DATA RECORDS Block Start

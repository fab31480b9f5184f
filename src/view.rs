//! Presentation: item styles to CSS, render snapshots, and pointer routing.
//!
//! Nothing here touches the DOM. The host renders [`ItemView`]s however it
//! likes and reports pointer events as a [`PointerTarget`] so routing stays
//! testable.

#[cfg(test)]
#[path = "view_test.rs"]
mod view_test;

use crate::consts::{REFERENCE_HEIGHT_PX, REFERENCE_ITEM_SIZE_PX, REFERENCE_WIDTH_PX};
use crate::engine::{Action, EngineCore};
use crate::geometry::Rect;
use crate::input::PointerInput;
use crate::store::{Item, ItemId, ItemStyle};

/// Ratio of the container to the 400x500 reference canvas, limited by the
/// tighter axis. Zero for an unmounted container.
#[must_use]
pub fn canvas_scale_factor(width: f64, height: f64) -> f64 {
    if !(width > 0.0 && height > 0.0) {
        return 0.0;
    }
    (width / REFERENCE_WIDTH_PX).min(height / REFERENCE_HEIGHT_PX)
}

/// Resolved display values for one item.
#[derive(Debug, Clone, Copy, PartialEq)]
pub struct DisplayStyle {
    pub left_percent: f64,
    pub top_percent: f64,
    pub scale: f64,
    pub rotate: f64,
    pub z_index: i64,
    /// Edge length of the square item box, in CSS pixels.
    pub size_px: f64,
}

impl DisplayStyle {
    /// Inline CSS. The item is centered on its position, scaled, then rotated
    /// about its own center.
    #[must_use]
    pub fn to_css(&self) -> String {
        format!(
            "position:absolute;left:{}%;top:{}%;transform:translate(-50%, -50%) scale({}) rotate({}deg);\
             transform-origin:center;z-index:{};touch-action:none;width:{}px;height:{}px",
            self.left_percent, self.top_percent, self.scale, self.rotate, self.z_index, self.size_px, self.size_px,
        )
    }
}

#[must_use]
pub fn display_style(style: &ItemStyle, scale_factor: f64) -> DisplayStyle {
    DisplayStyle {
        left_percent: style.x_percent,
        top_percent: style.y_percent,
        scale: style.scale,
        rotate: style.rotate,
        z_index: style.z_index,
        size_px: REFERENCE_ITEM_SIZE_PX * scale_factor,
    }
}

/// Everything needed to draw one item.
#[derive(Debug, Clone, PartialEq)]
pub struct ItemView {
    pub id: ItemId,
    pub image_url: String,
    pub style: DisplayStyle,
    /// The item is the UI selection.
    pub selected: bool,
    /// Show the transform handle and delete button.
    pub show_handles: bool,
}

/// Snapshot every item in selection order.
///
/// `resolve_url` maps an item to its image URL. An item without a style
/// entry renders with the default style.
#[must_use]
pub fn render_items(core: &EngineCore, resolve_url: impl Fn(&Item) -> String) -> Vec<ItemView> {
    let factor = core.container().map_or(0.0, |c| canvas_scale_factor(c.width, c.height));
    let selection = core.selection();
    core.state()
        .selected_items
        .iter()
        .map(|item| {
            let style = core.store().style(&item.id).copied().unwrap_or_default();
            let selected = selection == Some(&item.id);
            ItemView {
                id: item.id.clone(),
                image_url: resolve_url(item),
                style: display_style(&style, factor),
                selected,
                show_handles: selected && !core.is_dragging(),
            }
        })
        .collect()
}

/// What a pointer event landed on.
#[derive(Debug, Clone, PartialEq, Eq)]
pub enum PointerTarget {
    /// Empty canvas.
    Background,
    Item(ItemId),
    /// The scale/rotate handle of an item.
    TransformHandle(ItemId),
    DeleteButton(ItemId),
}

/// Whether a pointer-down on `target` should cancel the browser default.
///
/// Mouse presses on items are cancelled to stop native image dragging and
/// text selection. A touch start never is: cancelling it suppresses the click
/// the browser synthesizes for a tap, which is what selects an item or hits
/// its delete button. Page scrolling during a touch gesture is stopped by the
/// non-passive window `touchmove` listener instead.
#[must_use]
pub fn cancels_pointer_default(target: &PointerTarget, is_touch: bool) -> bool {
    !is_touch && !matches!(target, PointerTarget::Background)
}

/// Route a pointer-down. `item_rect` is the target item's on-screen box and is
/// required for the transform handle.
pub fn dispatch_pointer_down(
    core: &mut EngineCore,
    target: PointerTarget,
    pointer: PointerInput,
    item_rect: Option<Rect>,
) -> Vec<Action> {
    match target {
        PointerTarget::Item(id) => core.handle_drag_start(id, pointer),
        PointerTarget::TransformHandle(id) => match item_rect {
            Some(rect) if core.selection() == Some(&id) => core.handle_transform_start(id, pointer, rect),
            _ => Vec::new(),
        },
        PointerTarget::Background | PointerTarget::DeleteButton(_) => Vec::new(),
    }
}

/// Route a click.
pub fn dispatch_click(core: &mut EngineCore, target: PointerTarget) -> Vec<Action> {
    match target {
        PointerTarget::Background => core.background_click(),
        PointerTarget::Item(id) => core.click_item(id),
        PointerTarget::DeleteButton(id) => core.remove_item(&id),
        PointerTarget::TransformHandle(_) => Vec::new(),
    }
}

DATA RECORDS Block End

WHAT IS EXPECTED:
Reproduce all lines from the records above that include the word "EngineCore".

SOLUTION FOR THIS EXERCISE:
use crate::engine::{Action, EngineCore};
pub fn render_items(core: &EngineCore, resolve_url: impl Fn(&Item) -> String) -> Vec<ItemView> {
    core: &mut EngineCore,
pub fn dispatch_click(core: &mut EngineCore, target: PointerTarget) -> Vec<Action> {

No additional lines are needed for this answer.